UnNews:Stanford scientists design their first virtual orgasm
From Uncyclopedia, the content-free encyclopedia
Stanford scientists design their first virtual orgasm
Who knew The Onion® had a retarded stepbrother?
Thursday, October 27, 2016, 01:26:UTC)(
3 August 2012
Stanford, USA -- We all like to orgasm, we all love orgasms, we absolutely require an orgasm, orgasms are free! Every other pleasure in life costs something. Nature wasn't stupid. Some people like to "relieve" on a daily basis and some are hourly like Bill Clinton. "I did not just come again within the hour". Have I promoted orgasms enough?
For people with no interest in universities - listen up. There is a very famous university called (it's in the headline) "Stan-ford" (I'm being a condescending lecturer of course). This name doesn't mean Stan Laurel in a Model T, it means Stanford - a place of learning. Sometimes these places just discover something quite useful to humanity; recently it was the Virtual Orgasm (0V for short - invented by Japanese who say stuff the other way). I went there to investigate as I like to do my job properly.
Professor Isoa Honda (I also thought: "are you?") has created a program which induces an orgasm in the user - I had to have a go. The way the program works is through light-emissions: directly to the retina and down to the loins. It will work exactly the same for females but "loins" with a C. Professor Honda initiated the program and by-Fuji!, immediate relief without touching a single part of my journalism. I asked the Professor why it only lasted two seconds? "We try now to fix this problem we call: 'premature programming', we want user have good fun long time".
After I had gone to the laundry in Stanford's Faculty of Sciences, I returned to question Honda further. I started by asking whether this would really catch-on if they didn't manage to fix the bug? "We know you westerners, you think more than us... You take time have fun before orgasm... Japanese like orgasm and go out to sushi bar quick". I wasn't sure what to make of his statement, to think of all those gorgeous Japanese girls "going without" on the foreplay front - made my thoughts race towards the nearest travel agency.

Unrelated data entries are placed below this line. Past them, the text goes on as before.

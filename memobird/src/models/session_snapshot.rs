use serde::{Deserialize, Serialize};
use serde_json::value::RawValue;
use std::collections::BTreeMap;

use crate::models::cookie::Cookie;
use crate::models::errors::StorageError;

/// 会话快照
///
/// 持久化的唯一产物,文件格式:
/// `{"cookies": {"<domain>": [{"<attr>": "<value>", ...}, ...], ...}}`
#[derive(Debug, Clone, Default, PartialEq, Eq, Serialize)]
pub struct SessionSnapshot {
    pub cookies: BTreeMap<String, Vec<Cookie>>,
}

/// 快照文件的外层结构,每个域名桶保留原始JSON文本
#[derive(Deserialize)]
struct RawSnapshot<'a> {
    #[serde(borrow)]
    cookies: BTreeMap<String, &'a RawValue>,
}

impl SessionSnapshot {
    pub fn new(cookies: BTreeMap<String, Vec<Cookie>>) -> Self {
        Self { cookies }
    }

    /// 宽松地解析快照文件内容
    ///
    /// 顶层结构错误 (非JSON、缺少 `cookies` 对象) 返回错误,由调用方退回空jar。
    /// 单个域名桶或单个cookie损坏时只跳过该部分。
    pub fn from_json_str(text: &str) -> Result<Self, StorageError> {
        // cookie对象的第一个非保留键是名字,必须按原文顺序交给 `Cookie` 解析,
        // 不能先转成 `Value` (其对象键会被重新排序)
        let root: RawSnapshot<'_> = serde_json::from_str(text).map_err(|e| {
            StorageError::SerializationError(format!("invalid session snapshot: {}", e))
        })?;

        let mut cookies = BTreeMap::new();
        for (domain, bucket) in root.cookies {
            let entries: Vec<&RawValue> = match serde_json::from_str(bucket.get()) {
                Ok(entries) => entries,
                Err(_) => {
                    tracing::warn!(domain = %domain, "Skipping malformed cookie bucket");
                    continue;
                }
            };

            let parsed: Vec<Cookie> = entries
                .into_iter()
                .filter_map(|entry| match serde_json::from_str::<Cookie>(entry.get()) {
                    Ok(cookie) => Some(cookie),
                    Err(e) => {
                        tracing::warn!(domain = %domain, error = %e, "Skipping malformed cookie entry");
                        None
                    }
                })
                .collect();
            cookies.insert(domain, parsed);
        }

        Ok(Self { cookies })
    }

    pub fn to_json_vec(&self) -> Result<Vec<u8>, StorageError> {
        Ok(serde_json::to_vec(self)?)
    }

    pub fn cookie_count(&self) -> usize {
        self.cookies.values().map(Vec::len).sum()
    }
}
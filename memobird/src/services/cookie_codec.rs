use reqwest::header::HeaderValue;
use reqwest::Url;
use std::collections::BTreeMap;

use crate::models::{Cookie, CookieAttribute, CookieJar, SessionSnapshot};

/// Cookie编解码
///
/// 职责:
/// - 解析服务端下发的 `Set-Cookie` 头 (大小写、顺序都不规范)
/// - cookie jar 与会话快照之间的相互转换
///
/// 所有解析都是尽力而为: 畸形输入只会被跳过,不会中断请求流程。
pub struct CookieCodec;

impl CookieCodec {
    /// 解析单个 `Set-Cookie` 头
    ///
    /// 规则:
    /// - 以 `;` 分段,键名忽略大小写
    /// - 保留关键字 (domain、path、expires、max-age 等) 写入类型化字段
    /// - 第一个非保留的 `key=value` 是cookie本身
    /// - 其余非保留键原样放入扩展属性
    /// - `Secure` / `HttpOnly` 无值也视为置位,其它无值片段忽略
    ///
    /// # 返回值
    /// 无法提取cookie名称时返回 `None`,由合并步骤跳过
    pub fn decode_set_cookie_header(raw: &str) -> Option<Cookie> {
        let mut cookie = Cookie::default();
        let mut named = false;

        for segment in raw.split(';') {
            let segment = segment.trim();
            if segment.is_empty() {
                continue;
            }

            match segment.split_once('=') {
                Some((key, value)) => {
                    let key = key.trim();
                    let value = value.trim();
                    if key.is_empty() {
                        continue;
                    }
                    match CookieAttribute::parse(key) {
                        Some(attr) => cookie.set_attribute(attr, value),
                        None if !named => {
                            cookie.name = key.to_string();
                            cookie.value = value.to_string();
                            named = true;
                        }
                        None => {
                            cookie.extensions.insert(key.to_string(), value.to_string());
                        }
                    }
                }
                None => match CookieAttribute::parse(segment) {
                    Some(attr) if attr.is_flag() => cookie.set_attribute(attr, "true"),
                    _ => tracing::trace!(segment = %segment, "Ignoring bare cookie token"),
                },
            }
        }

        named.then_some(cookie)
    }

    /// 把一组响应头合并进jar
    ///
    /// 没有 `Set-Cookie` 头时什么也不做;无法按UTF-8读取或无法解析的单个头被跳过。
    ///
    /// # 返回值
    /// 实际合并的cookie数量
    pub fn merge_set_cookie_headers<'a, I>(jar: &mut CookieJar, headers: I, url: &Url) -> usize
    where
        I: IntoIterator<Item = &'a HeaderValue>,
    {
        let mut merged = 0;
        for header in headers {
            let Ok(raw) = header.to_str() else {
                tracing::warn!(url = %url, "Skipping non-UTF-8 Set-Cookie header");
                continue;
            };
            match Self::decode_set_cookie_header(raw) {
                Some(cookie) => {
                    tracing::trace!(cookie = %cookie.name, url = %url, "Cookie received");
                    if jar.store(cookie, url) {
                        merged += 1;
                    }
                }
                None => tracing::warn!(url = %url, "Skipping unparsable Set-Cookie header"),
            }
        }
        merged
    }

    /// jar → 按域名分组的cookie列表
    ///
    /// 空字符串域名是合法的分组,表示不限主机的cookie。
    pub fn export_jar(jar: &CookieJar) -> BTreeMap<String, Vec<Cookie>> {
        let mut buckets: BTreeMap<String, Vec<Cookie>> = BTreeMap::new();
        for cookie in jar.iter() {
            buckets
                .entry(cookie.domain.clone())
                .or_default()
                .push(cookie.clone());
        }
        buckets
    }

    /// 按域名分组的cookie列表 → jar
    ///
    /// 没有域名属性的cookie归属于所在分组;自带域名的cookie按自身域名保存。
    pub fn import_jar(buckets: BTreeMap<String, Vec<Cookie>>) -> CookieJar {
        let mut jar = CookieJar::new();
        for (domain, cookies) in buckets {
            for mut cookie in cookies {
                if cookie.domain.is_empty() {
                    cookie.domain = domain.clone();
                }
                jar.insert(cookie);
            }
        }
        jar
    }

    /// jar → 会话快照
    pub fn to_snapshot(jar: &CookieJar) -> SessionSnapshot {
        SessionSnapshot::new(Self::export_jar(jar))
    }

    /// 会话快照 → jar
    pub fn from_snapshot(snapshot: SessionSnapshot) -> CookieJar {
        Self::import_jar(snapshot.cookies)
    }
}
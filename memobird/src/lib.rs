//! 咕咕机 (Memobird) 云打印客户端
//!
//! - 会话cookie持久化到本地JSON快照,跨进程保持登录
//! - 密码登录与扫码登录 (二维码过期自动续期,可取消)
//! - 打印HTML纸条、上传图片
//!
//! 入口是 [`MemobirdClient`]。

pub mod models;
pub mod services;
pub mod utils;

pub use models::{
    AccountInfo, ApiError, AppError, AuthState, ClientConfig, ConfigError, Cookie, CookieJar,
    Device, Paper, QrLoginOutcome, QrPollStatus, QrTicket, StorageError,
};
pub use services::MemobirdClient;
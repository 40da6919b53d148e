use serde::{Deserialize, Deserializer, Serialize};
use serde_json::Value;

/// 判定已登录所需的最短用户ID长度 (不含)
const MIN_USER_ID_LEN: usize = 8;

/// 由用户ID判断是否已登录
///
/// 服务端约定: 未登录时 `userId` 为空或很短的占位值,
/// 真实用户ID长度大于8。这是唯一的登录判定依据。
pub fn user_id_indicates_login(user_id: &str) -> bool {
    user_id.chars().count() > MIN_USER_ID_LEN
}

/// 绑定到账号的打印设备
#[derive(Debug, Clone, PartialEq, Eq, Serialize, Deserialize)]
pub struct Device {
    /// 设备名称 (smartName)
    pub name: String,

    /// 设备GUID (smartGuid),打印时作为目标
    pub guid: String,
}

/// 账号信息缓存
///
/// 只由"刷新账号信息"操作写入,注销时清空。
/// 登录状态是它的派生属性,没有单独的标志位。
#[derive(Debug, Clone, Default, PartialEq, Eq, Serialize, Deserialize)]
pub struct AccountInfo {
    pub user_id: String,
    pub user_name: String,
    pub devices: Vec<Device>,
}

impl AccountInfo {
    pub fn is_authenticated(&self) -> bool {
        user_id_indicates_login(&self.user_id)
    }

    pub fn device(&self, index: usize) -> Option<&Device> {
        self.devices.get(index)
    }

    pub fn clear(&mut self) {
        self.user_id.clear();
        self.user_name.clear();
        self.devices.clear();
    }
}

/// `DataType=LoginWeb` 成功响应中的账号字段
#[derive(Debug, Deserialize)]
pub(crate) struct LoginWebPayload {
    #[serde(rename = "userId", deserialize_with = "lenient_string")]
    user_id: String,

    #[serde(rename = "userName", default, deserialize_with = "lenient_string")]
    user_name: String,

    #[serde(rename = "smartCores", default, deserialize_with = "nullable_vec")]
    smart_cores: Vec<SmartCore>,
}

#[derive(Debug, Deserialize)]
struct SmartCore {
    #[serde(rename = "smartName", default, deserialize_with = "lenient_string")]
    smart_name: String,

    #[serde(rename = "smartGuid", deserialize_with = "lenient_string")]
    smart_guid: String,
}

impl From<LoginWebPayload> for AccountInfo {
    fn from(payload: LoginWebPayload) -> Self {
        Self {
            user_id: payload.user_id,
            user_name: payload.user_name,
            devices: payload
                .smart_cores
                .into_iter()
                .map(|core| Device {
                    name: core.smart_name,
                    guid: core.smart_guid,
                })
                .collect(),
        }
    }
}

/// 字符串字段容忍数字和null
fn lenient_string<'de, D: Deserializer<'de>>(deserializer: D) -> Result<String, D::Error> {
    Ok(match Value::deserialize(deserializer)? {
        Value::String(s) => s,
        Value::Null => String::new(),
        other => other.to_string(),
    })
}

fn nullable_vec<'de, D, T>(deserializer: D) -> Result<Vec<T>, D::Error>
where
    D: Deserializer<'de>,
    T: Deserialize<'de>,
{
    Ok(Option::<Vec<T>>::deserialize(deserializer)?.unwrap_or_default())
}
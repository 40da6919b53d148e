//! 扫码登录流程状态机
//!
//! 把"签发二维码 → 等待 → 轮询 → (过期则重新签发)"的循环拆成显式状态,
//! 由外部驱动器按 [`QrLoginFlow::next_step`] 执行I/O和计时,再把结果喂回来。
//! 状态机本身不做任何I/O,取消与时间推进都由驱动器控制。
//!
//! ```text
//! NeedTicket --ticket_issued--> Waiting --waited--> Polling
//!     ^                            ^                  |
//!     |                            +----- Pending ----+
//!     +------------------------------- Expired -------+
//!                                                     |
//!                                       Success --> Finished
//! ```

use std::time::Duration;

use crate::models::qr_ticket::QrPollStatus;

/// 默认轮询间隔
pub const DEFAULT_POLL_INTERVAL: Duration = Duration::from_secs(1);

#[derive(Debug, Clone, Copy, PartialEq, Eq)]
enum FlowState {
    NeedTicket,
    Waiting,
    Polling,
    Finished,
}

/// 驱动器下一步要做的事
#[derive(Debug, Clone, Copy, PartialEq, Eq)]
pub enum QrFlowStep {
    /// 向服务端申请新的二维码
    RequestTicket,

    /// 等待一个轮询间隔
    Wait(Duration),

    /// 轮询当前票据
    Poll,

    /// 扫码成功,刷新账号信息后结束
    Finish,
}

#[derive(Debug, Clone)]
pub struct QrLoginFlow {
    state: FlowState,
    interval: Duration,
    tickets_issued: u32,
    polls: u32,
}

impl QrLoginFlow {
    pub fn new(interval: Duration) -> Self {
        Self {
            state: FlowState::NeedTicket,
            interval,
            tickets_issued: 0,
            polls: 0,
        }
    }

    pub fn next_step(&self) -> QrFlowStep {
        match self.state {
            FlowState::NeedTicket => QrFlowStep::RequestTicket,
            FlowState::Waiting => QrFlowStep::Wait(self.interval),
            FlowState::Polling => QrFlowStep::Poll,
            FlowState::Finished => QrFlowStep::Finish,
        }
    }

    /// 新票据已签发
    pub fn ticket_issued(&mut self) {
        if self.state == FlowState::NeedTicket {
            self.tickets_issued += 1;
            self.state = FlowState::Waiting;
        }
    }

    /// 等待结束
    pub fn waited(&mut self) {
        if self.state == FlowState::Waiting {
            self.state = FlowState::Polling;
        }
    }

    /// 喂入一次轮询结果
    pub fn observe(&mut self, status: QrPollStatus) {
        if self.state != FlowState::Polling {
            return;
        }
        self.polls += 1;
        self.state = match status {
            QrPollStatus::Pending => FlowState::Waiting,
            QrPollStatus::Expired => FlowState::NeedTicket,
            QrPollStatus::Success => FlowState::Finished,
        };
    }

    pub fn is_finished(&self) -> bool {
        self.state == FlowState::Finished
    }

    /// 已签发的票据数 (含首张)
    pub fn tickets_issued(&self) -> u32 {
        self.tickets_issued
    }

    pub fn polls(&self) -> u32 {
        self.polls
    }
}

impl Default for QrLoginFlow {
    fn default() -> Self {
        Self::new(DEFAULT_POLL_INTERVAL)
    }
}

I had to get a second opinion of the program and asked a female volunteer to step up to the computer.
Through the door came the most beautiful girl (of oriental descent) I had ever seen. Her name was Iono Honda (I also thought: "do you?") it was the Professor's wife! This was going to be weird. The weirdness soon dissipated when the Professor leaned in quietly and sad sadly: "My programme not work on woman yet". Ha! All this time, men have struggled to get the right microscopic button working (you know? wife says "no not there") on the female genitalia and even a powerful computer programme can't get it right either!
Mrs. Honda demonstrated the failure by looking like a Japanese woman watching the Super Bowl. Nada, no reaction. I (while bowing with respect) asked the Professor if HE can make her orgasm naturally? "Yes of course but this is my wife, I have a girlfriend as I'm Japanese and a man." Mrs. Honda went home with me that evening - I got it to work too.
So readers, if you are a man, you can enjoy a virtual orgasm but the downside is that it lasts only 2 seconds before rockets fire. Until they work out this glitch, I advise you to do it naturally and to get at least the full four seconds you are accustomed to. As for girls: our attempts are at least better than nothing at all....
This is an extremely satisfied reporter for UnNews.